3. I am chosen and set apart.
I have a confession.
I have felt guilty for taking a break from ministry because my heart wants so much to continue to encourage you in this space.
But I have another confession: I just couldn’t do it.
For the past year, I have been doing what is most needed, taking care of my sweet mom. Watching a loved one struggle with vicious health diagnoses is excruciating, but even more so when there is also strife in the background. Three different hospital visits for her and my father-in-law passing away, this has just been a very raw season.
And so I was tempted to choose number two above as a truth for me. Thinking that my worth had decreased because I am taking a break from my podcast and other ministry endeavors.
Yet, as only God can do, He sent me speaking a lot this year, which put me into His Word, desperate for revelation. And He has used those talks I developed for these speaking events as a mirror to show me my own need.

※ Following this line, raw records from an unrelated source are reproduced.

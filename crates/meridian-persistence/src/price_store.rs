//! SQLite-backed price history provider

use crate::{repositories::IndexPriceRepository, Database};
use async_trait::async_trait;
use meridian_core::{PriceHistoryProvider, StoreError};
use rust_decimal::Decimal;

/// Serves index closes from the `index_prices` table
#[derive(Clone)]
pub struct SqlitePriceHistory {
    db: Database,
}

impl SqlitePriceHistory {
    pub fn new(db: Database) -> Self {
        Self { db }
    }
}

#[async_trait]
impl PriceHistoryProvider for SqlitePriceHistory {
    async fn closing_prices(&self, symbol: &str, days: usize) -> Result<Vec<Decimal>, StoreError> {
        let limit = i64::try_from(days).unwrap_or(i64::MAX);
        let records = IndexPriceRepository::new(&self.db)
            .recent(symbol, limit)
            .await?;

        Ok(records.into_iter().map(|r| r.close).collect())
    }
}
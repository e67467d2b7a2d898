//! Database models

use chrono::{DateTime, NaiveDate, Utc};
use meridian_core::{IndexKind, KnownIndex, Region};
use rust_decimal::Decimal;
use serde::{Deserialize, Serialize};

/// Persisted market index registry entry
#[derive(Debug, Clone, PartialEq, Serialize, Deserialize)]
pub struct MarketIndexRecord {
    pub symbol: String,
    pub name: String,
    pub market_code: String,
    pub region: Region,
    pub kind: IndexKind,
    pub enabled: bool,
    pub created_at: DateTime<Utc>,
    pub updated_at: DateTime<Utc>,
}

impl MarketIndexRecord {
    /// Back to the catalog representation
    pub fn to_known_index(&self) -> KnownIndex {
        KnownIndex {
            symbol: self.symbol.clone(),
            name: self.name.clone(),
            market_code: self.market_code.clone(),
            region: self.region,
            kind: self.kind,
        }
    }
}

/// One daily closing price
#[derive(Debug, Clone, PartialEq, Serialize, Deserialize)]
pub struct IndexPriceRecord {
    pub symbol: String,
    pub trade_date: NaiveDate,
    pub close: Decimal,
}

impl IndexPriceRecord {
    pub fn new(symbol: &str, trade_date: NaiveDate, close: Decimal) -> Self {
        Self {
            symbol: symbol.to_string(),
            trade_date,
            close,
        }
    }
}
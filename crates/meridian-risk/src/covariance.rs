//! Covariance estimation
//!
//! Inputs are asset-major: `returns[i]` is the return series of asset `i`,
//! oldest to newest, and every series must have the same length (see
//! [`RiskModelBuilder::align_return_series`]). Every estimator fills the upper
//! triangle and mirrors it, so outputs are symmetric by construction. None of
//! them guarantee positive-definiteness.

use meridian_core::{CovarianceMatrix, RiskModelConfig, RiskModelError};
use serde::{Deserialize, Serialize};
use tracing::{debug, warn};

type Result<T> = std::result::Result<T, RiskModelError>;

/// Ledoit-Wolf shrinkage output
#[derive(Debug, Clone, PartialEq)]
pub struct ShrinkageEstimate {
    pub matrix: CovarianceMatrix,
    /// Weight on the scaled-identity target, in [0, 1]
    pub intensity: f64,
    /// Average sample variance used as the target diagonal
    pub target_variance: f64,
}

/// Regime and time-decay weighted covariance output
#[derive(Debug, Clone, PartialEq)]
pub struct WeightedCovariance {
    pub matrix: CovarianceMatrix,
    /// Normalized observation weights, oldest first, summing to 1
    pub weights: Vec<f64>,
    /// (sum w)^2 / sum w^2
    pub effective_sample_size: f64,
    /// True when the effective sample size is below the configured minimum
    pub over_conditioned: bool,
}

/// A pair of assets whose correlation exceeds a threshold
#[derive(Debug, Clone, PartialEq, Serialize, Deserialize)]
pub struct CorrelationPair {
    pub first: String,
    pub second: String,
    pub correlation: f64,
}

/// Stateless covariance and correlation estimators
#[derive(Debug, Clone, Default)]
pub struct RiskModelBuilder {
    config: RiskModelConfig,
}

impl RiskModelBuilder {
    pub fn new(config: RiskModelConfig) -> Self {
        Self { config }
    }

    pub fn config(&self) -> &RiskModelConfig {
        &self.config
    }

    /// Tail-align series of unequal length, keeping each one's most recent values
    pub fn align_return_series(series: &[Vec<f64>]) -> Vec<Vec<f64>> {
        let len = series.iter().map(Vec::len).min().unwrap_or(0);
        series
            .iter()
            .map(|s| s[s.len() - len..].to_vec())
            .collect()
    }

    /// Unbiased (n - 1) sample covariance
    pub fn sample_covariance(&self, returns: &[Vec<f64>]) -> Result<CovarianceMatrix> {
        let observations = validate_returns(returns)?;
        if returns.is_empty() {
            return Ok(CovarianceMatrix::zeros(0));
        }

        let deviations = demean(returns, &vec![1.0 / observations as f64; observations]);
        let scale = 1.0 / (observations as f64 - 1.0);

        Ok(weighted_cross_products(&deviations, None, scale))
    }

    /// Ledoit-Wolf shrinkage toward a scaled identity
    ///
    /// The target is `avg_var * I`. The intensity is the estimated squared
    /// error of the sample matrix over its squared distance to the target,
    /// clamped to [0, 1]. The diagonal is floored at the configured variance
    /// floor so it stays strictly positive.
    pub fn ledoit_wolf(&self, returns: &[Vec<f64>]) -> Result<ShrinkageEstimate> {
        let sample = self.sample_covariance(returns)?;
        let n = sample.dim();
        if n == 0 {
            return Ok(ShrinkageEstimate {
                matrix: sample,
                intensity: 0.0,
                target_variance: 0.0,
            });
        }

        let observations = returns[0].len();
        let target_variance = (0..n).filter_map(|i| sample.variance(i)).sum::<f64>() / n as f64;

        let deviations = demean(returns, &vec![1.0 / observations as f64; observations]);
        let sample_rows = sample.rows();

        // Average squared Frobenius distance of each outer product from the sample matrix
        let mut pi = 0.0;
        for t in 0..observations {
            for i in 0..n {
                for j in 0..n {
                    let diff = deviations[i][t] * deviations[j][t] - sample_rows[i][j];
                    pi += diff * diff;
                }
            }
        }
        pi /= observations as f64;

        // Squared Frobenius distance from the target
        let mut rho = 0.0;
        for i in 0..n {
            for j in 0..n {
                let target = if i == j { target_variance } else { 0.0 };
                let diff = sample_rows[i][j] - target;
                rho += diff * diff;
            }
        }

        let intensity = if rho > 0.0 {
            (pi / observations as f64 / rho).clamp(0.0, 1.0)
        } else {
            // Sample already equals the target
            0.0
        };

        let matrix = CovarianceMatrix::from_symmetric_fn(n, |i, j| {
            if i == j {
                (intensity * target_variance + (1.0 - intensity) * sample_rows[i][i])
                    .max(self.config.variance_floor)
            } else {
                (1.0 - intensity) * sample_rows[i][j]
            }
        });

        debug!(
            assets = n,
            observations,
            intensity,
            target_variance,
            "Ledoit-Wolf shrinkage"
        );

        Ok(ShrinkageEstimate {
            matrix,
            intensity,
            target_variance,
        })
    }

    /// Weighted covariance using the configured half-life and regime bandwidth
    pub fn regime_weighted(
        &self,
        returns: &[Vec<f64>],
        observation_regimes: &[f64],
        current_regime: f64,
    ) -> Result<WeightedCovariance> {
        self.regime_weighted_covariance(
            returns,
            observation_regimes,
            current_regime,
            self.config.default_half_life_days,
            self.config.regime_bandwidth,
        )
    }

    /// Covariance with per-observation weights
    ///
    /// `w_t ∝ 0.5^(age_t / half_life) * exp(-0.5 * ((regime_t - current) / bandwidth)^2)`
    /// where age 0 is the newest observation. An infinite half-life or
    /// bandwidth removes that factor. Weights are normalized to sum to 1 and
    /// the result uses the reliability-weighted unbiased estimator
    /// `sum w d d' / (1 - sum w^2)`, which equals the sample covariance under
    /// uniform weights.
    pub fn regime_weighted_covariance(
        &self,
        returns: &[Vec<f64>],
        observation_regimes: &[f64],
        current_regime: f64,
        half_life: f64,
        bandwidth: f64,
    ) -> Result<WeightedCovariance> {
        let observations = validate_returns(returns)?;
        if !returns.is_empty() && observation_regimes.len() != observations {
            return Err(RiskModelError::DimensionMismatch {
                expected: observations,
                actual: observation_regimes.len(),
            });
        }
        if half_life.is_nan() || half_life <= 0.0 {
            return Err(invalid("half_life", "must be positive or infinite"));
        }
        if bandwidth.is_nan() || bandwidth <= 0.0 {
            return Err(invalid("bandwidth", "must be positive or infinite"));
        }
        if !current_regime.is_finite() || observation_regimes.iter().any(|r| !r.is_finite()) {
            return Err(invalid("regime", "regime scores must be finite"));
        }

        let weights = observation_weights(observation_regimes, current_regime, half_life, bandwidth)?;
        let sum_sq: f64 = weights.iter().map(|w| w * w).sum();
        let effective_sample_size = 1.0 / sum_sq;
        let denominator = 1.0 - sum_sq;
        if denominator <= f64::EPSILON {
            return Err(RiskModelError::DegenerateWeights(format!(
                "effective sample size {:.3} is too small",
                effective_sample_size
            )));
        }

        let deviations = demean(returns, &weights);
        let matrix = weighted_cross_products(&deviations, Some(&weights), 1.0 / denominator);

        let over_conditioned = effective_sample_size < self.config.min_effective_samples;
        if over_conditioned {
            warn!(
                effective_sample_size,
                minimum = self.config.min_effective_samples,
                current_regime,
                "Regime-weighted covariance is over-conditioned"
            );
        }

        Ok(WeightedCovariance {
            matrix,
            weights,
            effective_sample_size,
            over_conditioned,
        })
    }

    /// Pairs whose absolute correlation exceeds `threshold`, strongest first
    ///
    /// Assets with zero variance have no defined correlation and are skipped.
    pub fn correlations(
        &self,
        matrix: &CovarianceMatrix,
        ids: &[String],
        threshold: f64,
    ) -> Result<Vec<CorrelationPair>> {
        if ids.len() != matrix.dim() {
            return Err(RiskModelError::DimensionMismatch {
                expected: matrix.dim(),
                actual: ids.len(),
            });
        }

        let corr = self.correlation_matrix(matrix);
        let mut pairs = Vec::new();
        for i in 0..ids.len() {
            for j in (i + 1)..ids.len() {
                let Some(rho) = corr[i][j] else { continue };
                if rho.abs() > threshold {
                    pairs.push(CorrelationPair {
                        first: ids[i].clone(),
                        second: ids[j].clone(),
                        correlation: rho,
                    });
                }
            }
        }

        pairs.sort_by(|a, b| b.correlation.abs().total_cmp(&a.correlation.abs()));
        Ok(pairs)
    }

    /// Correlations above the configured threshold
    pub fn correlated_pairs(
        &self,
        matrix: &CovarianceMatrix,
        ids: &[String],
    ) -> Result<Vec<CorrelationPair>> {
        self.correlations(matrix, ids, self.config.correlation_threshold)
    }

    /// Full correlation matrix; entries involving a zero-variance asset are None
    pub fn correlation_matrix(&self, matrix: &CovarianceMatrix) -> Vec<Vec<Option<f64>>> {
        let n = matrix.dim();
        let rows = matrix.rows();
        let mut corr = vec![vec![None; n]; n];

        for i in 0..n {
            for j in i..n {
                let denom = (rows[i][i] * rows[j][j]).sqrt();
                if denom > 0.0 && denom.is_finite() {
                    let rho = if i == j {
                        1.0
                    } else {
                        (rows[i][j] / denom).clamp(-1.0, 1.0)
                    };
                    corr[i][j] = Some(rho);
                    corr[j][i] = Some(rho);
                }
            }
        }

        corr
    }
}
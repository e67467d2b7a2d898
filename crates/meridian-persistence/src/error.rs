//! Persistence error types

use meridian_core::StoreError;
use thiserror::Error;

/// Result type for persistence operations
pub type Result<T> = std::result::Result<T, PersistenceError>;

/// Persistence layer errors
#[derive(Debug, Error)]
pub enum PersistenceError {
    #[error("Database error: {0}")]
    Database(#[from] sqlx::Error),

    #[error("Invalid stored value in {column}: {value}")]
    InvalidValue { column: String, value: String },

    #[error("Not found: {0}")]
    NotFound(String),

    #[error("Write task failed: {0}")]
    Task(String),
}

impl From<PersistenceError> for StoreError {
    fn from(err: PersistenceError) -> Self {
        match err {
            PersistenceError::NotFound(what) => StoreError::NotFound(what),
            PersistenceError::InvalidValue { .. } => StoreError::Corrupt(err.to_string()),
            other => StoreError::Backend(other.to_string()),
        }
    }
}
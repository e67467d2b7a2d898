//! Composite regional index returns
//!
//! A region's composite is the equal-weighted average of the daily returns of
//! every PRICE index in the region that has at least two valid closes. Series
//! are aligned on their most recent end and truncated to the shortest one.

use async_trait::async_trait;
use meridian_core::{PriceHistoryProvider, Region, RegionCatalog, RegimeError, ReturnsProvider};
use rust_decimal::prelude::ToPrimitive;
use rust_decimal::Decimal;
use std::sync::Arc;
use tracing::{debug, warn};

/// Produces composite daily-return series per region
#[derive(Clone)]
pub struct MarketIndexService {
    catalog: RegionCatalog,
    prices: Arc<dyn PriceHistoryProvider>,
}

impl MarketIndexService {
    pub fn new(catalog: RegionCatalog, prices: Arc<dyn PriceHistoryProvider>) -> Self {
        Self { catalog, prices }
    }

    pub fn catalog(&self) -> &RegionCatalog {
        &self.catalog
    }

    /// Equal-weighted composite daily returns, oldest to newest
    pub async fn get_returns_for_region(
        &self,
        region: Region,
        days: usize,
    ) -> Result<Vec<f64>, RegimeError> {
        let indices = self.catalog.price_indices(region);
        if indices.is_empty() {
            return Err(RegimeError::NoIndices(region));
        }

        let mut series: Vec<Vec<f64>> = Vec::with_capacity(indices.len());
        for index in &indices {
            let closes = match self.prices.closing_prices(&index.symbol, days).await {
                Ok(closes) => closes,
                Err(e) => {
                    warn!(
                        region = %region,
                        symbol = %index.symbol,
                        error = %e,
                        "Failed to load index prices"
                    );
                    continue;
                }
            };

            match daily_returns(&closes) {
                Some(returns) => series.push(returns),
                None => debug!(
                    region = %region,
                    symbol = %index.symbol,
                    points = closes.len(),
                    "Index has fewer than two valid prices"
                ),
            }
        }

        let composite = equal_weight_composite(&series).ok_or_else(|| {
            RegimeError::NoData(format!("no usable index returns for region {}", region))
        })?;

        debug!(
            region = %region,
            contributing = series.len(),
            length = composite.len(),
            "Built composite returns"
        );

        Ok(composite)
    }
}

#[async_trait]
impl ReturnsProvider for MarketIndexService {
    async fn returns_for_region(&self, region: Region, days: usize) -> Result<Vec<f64>, RegimeError> {
        self.get_returns_for_region(region, days).await
    }
}

/// Simple returns between consecutive valid (positive, representable) closes
fn daily_returns(closes: &[Decimal]) -> Option<Vec<f64>> {
    let valid: Vec<f64> = closes
        .iter()
        .filter(|p| p.is_sign_positive() && !p.is_zero())
        .filter_map(|p| p.to_f64())
        .filter(|p| p.is_finite())
        .collect();

    if valid.len() < 2 {
        return None;
    }

    Some(valid.windows(2).map(|w| w[1] / w[0] - 1.0).collect())
}

/// Element-wise mean over tail-aligned series truncated to the shortest
fn equal_weight_composite(series: &[Vec<f64>]) -> Option<Vec<f64>> {
    let len = series.iter().map(Vec::len).min()?;
    if len == 0 {
        return None;
    }

    let count = series.len() as f64;
    let composite = (0..len)
        .map(|t| {
            series
                .iter()
                .map(|s| s[s.len() - len + t])
                .sum::<f64>()
                / count
        })
        .collect();

    Some(composite)
}
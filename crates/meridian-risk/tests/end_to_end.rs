//! Regime pipeline against an in-memory SQLite store

use chrono::{Duration, NaiveDate};
use meridian_core::{EngineConfig, Region, RegionCatalog, GLOBAL_AVERAGE_KEY};
use meridian_persistence::{
    Database, IndexPriceRecord, IndexPriceRepository, MarketIndexRepository, RegimePersistence,
    SqlitePriceHistory,
};
use meridian_risk::{
    CacheKeyHasher, HrpLinkageSelector, KellyPositionSizer, LinkageMethod, MarketIndexService,
    MarketRegimeDetector,
};
use rust_decimal::Decimal;
use rust_decimal_macros::dec;
use std::sync::Arc;
use tracing_subscriber::EnvFilter;

const DAYS: i64 = 10;

fn init_tracing() {
    let _ = tracing_subscriber::fmt()
        .with_env_filter(EnvFilter::from_default_env())
        .with_test_writer()
        .try_init();
}

/// Linear path from `start` to `end` over DAYS closes
fn linear_closes(symbol: &str, start: Decimal, end: Decimal) -> Vec<IndexPriceRecord> {
    let first = NaiveDate::from_ymd_opt(2024, 6, 3).unwrap();
    let step = (end - start) / Decimal::from(DAYS - 1);
    (0..DAYS)
        .map(|i| {
            IndexPriceRecord::new(
                symbol,
                first + Duration::days(i),
                start + step * Decimal::from(i),
            )
        })
        .collect()
}

async fn seeded_db() -> Database {
    init_tracing();
    let db = Database::in_memory().await.unwrap();
    seed(&db).await;
    db
}

async fn seed(db: &Database) {
    let prices = IndexPriceRepository::new(db);
    prices
        .upsert_many(&linear_closes("^GSPC", dec!(100), dec!(110)))
        .await
        .unwrap();
    prices
        .upsert_many(&linear_closes("^STOXX50E", dec!(110), dec!(100)))
        .await
        .unwrap();
    prices
        .upsert_many(&linear_closes("^N225", dec!(100), dec!(100)))
        .await
        .unwrap();
}

fn detector(db: &Database, catalog: RegionCatalog, config: &EngineConfig) -> MarketRegimeDetector {
    let store = Arc::new(RegimePersistence::new(db.clone(), config.regime.clone()));
    let service = MarketIndexService::new(catalog.clone(), Arc::new(SqlitePriceHistory::new(db.clone())));
    MarketRegimeDetector::new(store, catalog, config.regime.clone())
        .with_returns_provider(Arc::new(service))
}

#[tokio::test]
async fn test_regional_scores_follow_price_trends() {
    let db = seeded_db().await;
    let config = EngineConfig::default();
    let detector = detector(&db, RegionCatalog::builtin(), &config);

    let batch = detector.calculate_all_region_scores(DAYS as usize).await;
    assert!(batch.is_complete(), "failures: {:?}", batch.failures);

    let us = batch.scores.get(Region::Us).unwrap();
    let eu = batch.scores.get(Region::Eu).unwrap();
    let asia = batch.scores.get(Region::Asia).unwrap();

    assert!(us > 0.0);
    assert!(eu < 0.0);
    assert!(asia.abs() < 0.3);
    assert!((batch.scores.global_average - (us + eu + asia) / 3.0).abs() < 1e-12);

    let flat = batch.scores.to_flat_map();
    assert_eq!(flat.len(), 4);
    assert_eq!(flat[GLOBAL_AVERAGE_KEY], batch.scores.global_average);
}

#[tokio::test(flavor = "multi_thread", worker_threads = 4)]
async fn test_repeated_batches_on_file_database() {
    init_tracing();
    let dir = tempfile::tempdir().unwrap();
    let path = dir.path().join("meridian.db");
    let db = Database::new(path.to_str().unwrap()).await.unwrap();
    seed(&db).await;

    let config = EngineConfig::default();
    let detector = detector(&db, RegionCatalog::builtin(), &config);

    for run in 0..20 {
        let batch = detector.calculate_all_region_scores(DAYS as usize).await;
        assert!(batch.is_complete(), "run {}: {:?}", run, batch.failures);
    }

    for region in ["US", "EU", "ASIA"] {
        assert_eq!(detector.get_regime_history(region, 100).await.unwrap().len(), 20);
    }
}

#[tokio::test]
async fn test_repeated_runs_are_smoothed() {
    let db = seeded_db().await;
    let config = EngineConfig::default();
    let detector = detector(&db, RegionCatalog::builtin(), &config);

    let first = detector.calculate_regime_score_for_region(Region::Us, 10).await.unwrap();

    // A sharp reversal only moves the smoothed score a tenth of the way
    IndexPriceRepository::new(&db)
        .upsert_many(&linear_closes("^GSPC", dec!(110), dec!(90)))
        .await
        .unwrap();
    let second = detector.calculate_regime_score_for_region(Region::Us, 10).await.unwrap();

    assert!(second < first);
    assert!(second > 0.0);

    let history = detector.get_regime_history("US", 10).await.unwrap();
    assert_eq!(history.len(), 2);
    assert_eq!(history[0].smoothed_score, second);
    assert_eq!(history[1].smoothed_score, first);
    assert!(history[0].raw_score < 0.0);
}

#[tokio::test]
async fn test_security_fallback_from_persisted_scores() {
    init_tracing();
    let db = Database::in_memory().await.unwrap();
    let config = EngineConfig::default();
    let store = RegimePersistence::new(db.clone(), config.regime.clone());
    store.record_regime_score_for_region("US", 0.6).await.unwrap();

    let detector = detector(&db, RegionCatalog::builtin(), &config);

    let unknown = detector.get_regime_score_for_security(Region::Unknown).await.unwrap();
    assert!((unknown - 0.6).abs() < 1e-12);

    let current = detector.get_current_regime_scores().await.unwrap();
    assert_eq!(current.get(Region::Eu), Some(0.0));
    assert!((current.global_average - 0.6).abs() < 1e-12);
}

#[tokio::test]
async fn test_disabled_index_leaves_composite() {
    let db = seeded_db().await;
    let registry = MarketIndexRepository::new(&db);
    let builtin = RegionCatalog::builtin();
    registry.sync_catalog(&builtin).await.unwrap();
    registry.set_enabled("^N225", false).await.unwrap();

    let enabled = registry.enabled_symbols().await.unwrap();
    let catalog = builtin.with_enabled_symbols(&enabled);
    let detector = detector(&db, catalog, &EngineConfig::default());

    let batch = detector.calculate_all_region_scores(10).await;

    // ASIA's only seeded index is disabled, so it has no usable data
    assert!(batch.scores.get(Region::Asia).is_none());
    assert_eq!(batch.failures.len(), 1);
    assert_eq!(batch.failures[0].0, Region::Asia);
    assert_eq!(batch.scores.scores.len(), 2);
}

#[tokio::test]
async fn test_regime_drives_linkage_sizing_and_cache_key() {
    let db = seeded_db().await;
    let config = EngineConfig::from_toml_str(
        r#"
        [kelly.params]
        max_position_size = 0.2

        [hrp]
        bull_threshold = 0.5
        "#,
    )
    .unwrap();
    let detector = detector(&db, RegionCatalog::builtin(), &config);

    let eu = detector.calculate_regime_score_for_region(Region::Eu, 10).await.unwrap();
    assert!(eu < -0.3);

    let linkage = HrpLinkageSelector::new(config.hrp.clone()).select(eu);
    assert_eq!(linkage, LinkageMethod::Complete);

    let sizer = KellyPositionSizer::new(config.kelly.clone()).unwrap();
    let calm = sizer.calculate_optimal_size(0.02, 0.04, 0.5, 0.0).unwrap();
    let bearish = sizer.calculate_optimal_size(0.02, 0.04, 0.5, eu).unwrap();
    assert!(bearish.final_size < calm.final_size);
    assert!(bearish.final_size >= config.kelly.params.min_position_size);

    let assets = vec!["SPY".to_string(), "EZU".to_string()];
    let key = CacheKeyHasher::regime_covariance_key(&assets, 10, eu).unwrap();
    let nearby = CacheKeyHasher::regime_covariance_key(&assets, 10, eu + 0.001).unwrap();
    assert_eq!(key.as_str().len(), 32);
    if CacheKeyHasher::regime_bucket(eu).unwrap() == CacheKeyHasher::regime_bucket(eu + 0.001).unwrap() {
        assert_eq!(key, nearby);
    }
}
//! Meridian Persistence
//!
//! SQLite persistence for regime history, the market index registry, and
//! daily index closing prices.

mod database;
mod error;
mod models;
mod price_store;
mod regime_store;
mod repositories;

pub use database::Database;
pub use error::{PersistenceError, Result};
pub use models::*;
pub use price_store::SqlitePriceHistory;
pub use regime_store::RegimePersistence;
pub use repositories::*;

As I have struggled to breathe and step out of the pit of life’s traumatic occasions, it is putting my oxygen mask of God’s Word on that is stirring my heart to heal. And it is my church that is helping me breathe again, as I recover from a painful church experience.
Being productive could not heal the deep wounds in my soul in this empty nest season, which has also inflicted wounds upon my soul, but being real about it could. Showing up to serve began to pull me out of the miry pit that threatened to keep me trapped in a sea of problems.
I am learning to move more slowly, to be more gracious with myself and others. To pause when I feel rushed or like I am falling behind.
So here I am. Trying to climb out from underneath the rock I have been under, only to discover that it has been Christ covering me this whole time.
I pray for you, friend, that whatever stress this life is putting on you, you would hold fast to the truth and let go of the lies. Your worth is truly in Christ alone, not in what you do and not in what has happened to you.